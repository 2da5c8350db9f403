//! Integration tests for Layer 0: Foundation
//!
//! Tests for core types: Value, RawRecord, references, EntryType, Error, and
//! persistent collections.

mod collections;
mod errors;
mod records;
mod values;
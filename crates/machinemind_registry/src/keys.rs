//! Storage key allocation.
//!
//! Keys are random strings drawn from a URL-safe alphabet. The allocator
//! remembers every key it has issued (or been told about) and never hands
//! the same key out twice, so a deleted record's key is never reused.

use std::collections::HashSet;

use machinemind_foundation::StorageKey;
use rand::{Rng, SeedableRng};
use rand_chacha::ChaCha8Rng;

use crate::config::RegistryConfig;

const ALPHABET: &[u8; 64] = b"ABCDEFGHIJKLMNOPQRSTUVWXYZabcdefghijklmnopqrstuvwxyz0123456789_-";

/// Generates unique storage keys for one environment.
#[derive(Debug)]
pub struct KeyAllocator {
    rng: ChaCha8Rng,
    length: usize,
    issued: HashSet<StorageKey>,
}

impl KeyAllocator {
    /// Creates an allocator configured by `config`.
    #[must_use]
    pub fn new(config: &RegistryConfig) -> Self {
        let rng = match config.key_seed {
            Some(seed) => ChaCha8Rng::seed_from_u64(seed),
            None => ChaCha8Rng::from_entropy(),
        };
        Self {
            rng,
            length: config.effective_key_length(),
            issued: HashSet::new(),
        }
    }

    /// Allocates a key that has never been issued by this allocator.
    pub fn allocate(&mut self) -> StorageKey {
        loop {
            let key: String = (0..self.length)
                .map(|_| char::from(ALPHABET[self.rng.gen_range(0..ALPHABET.len())]))
                .collect();
            let key = StorageKey::new(key);
            if self.issued.insert(key.clone()) {
                return key;
            }
        }
    }

    /// Records an externally supplied key (e.g. from a snapshot) as issued.
    ///
    /// Returns false if the key was already known.
    pub fn mark_issued(&mut self, key: &StorageKey) -> bool {
        self.issued.insert(key.clone())
    }

    /// Returns true if the key has been issued.
    #[must_use]
    pub fn is_issued(&self, key: &StorageKey) -> bool {
        self.issued.contains(key)
    }

    /// Returns the number of keys issued so far.
    #[must_use]
    pub fn issued_count(&self) -> usize {
        self.issued.len()
    }
}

--*--

— Your objective —
The material above is to be transcribed in full, exactly as it appears.

— Completed task —
repository 2da5c8350db9f403
//! Integration tests for Layer 0: Foundation
//!
//! Tests for core types: Value, RawRecord, references, EntryType, Error, and
//! persistent collections.

mod collections;
mod errors;
mod records;
mod values;
filename crates/machinemind_registry/src/keys.rs
//! Storage key allocation.
//!
//! Keys are random strings drawn from a URL-safe alphabet. The allocator
//! remembers every key it has issued (or been told about) and never hands
//! the same key out twice, so a deleted record's key is never reused.

use std::collections::HashSet;

use machinemind_foundation::StorageKey;
use rand::{Rng, SeedableRng};
use rand_chacha::ChaCha8Rng;

use crate::config::RegistryConfig;

const ALPHABET: &[u8; 64] = b"ABCDEFGHIJKLMNOPQRSTUVWXYZabcdefghijklmnopqrstuvwxyz0123456789_-";

/// Generates unique storage keys for one environment.
#[derive(Debug)]
pub struct KeyAllocator {
    rng: ChaCha8Rng,
    length: usize,
    issued: HashSet<StorageKey>,
}

impl KeyAllocator {
    /// Creates an allocator configured by `config`.
    #[must_use]
    pub fn new(config: &RegistryConfig) -> Self {
        let rng = match config.key_seed {
            Some(seed) => ChaCha8Rng::seed_from_u64(seed),
            None => ChaCha8Rng::from_entropy(),
        };
        Self {
            rng,
            length: config.effective_key_length(),
            issued: HashSet::new(),
        }
    }

    /// Allocates a key that has never been issued by this allocator.
    pub fn allocate(&mut self) -> StorageKey {
        loop {
            let key: String = (0..self.length)
                .map(|_| char::from(ALPHABET[self.rng.gen_range(0..ALPHABET.len())]))
                .collect();
            let key = StorageKey::new(key);
            if self.issued.insert(key.clone()) {
                return key;
            }
        }
    }

    /// Records an externally supplied key (e.g. from a snapshot) as issued.
    ///
    /// Returns false if the key was already known.
    pub fn mark_issued(&mut self, key: &StorageKey) -> bool {
        self.issued.insert(key.clone())
    }

    /// Returns true if the key has been issued.
    #[must_use]
    pub fn is_issued(&self, key: &StorageKey) -> bool {
        self.issued.contains(key)
    }

    /// Returns the number of keys issued so far.
    #[must_use]
    pub fn issued_count(&self) -> usize {
        self.issued.len()
    }
}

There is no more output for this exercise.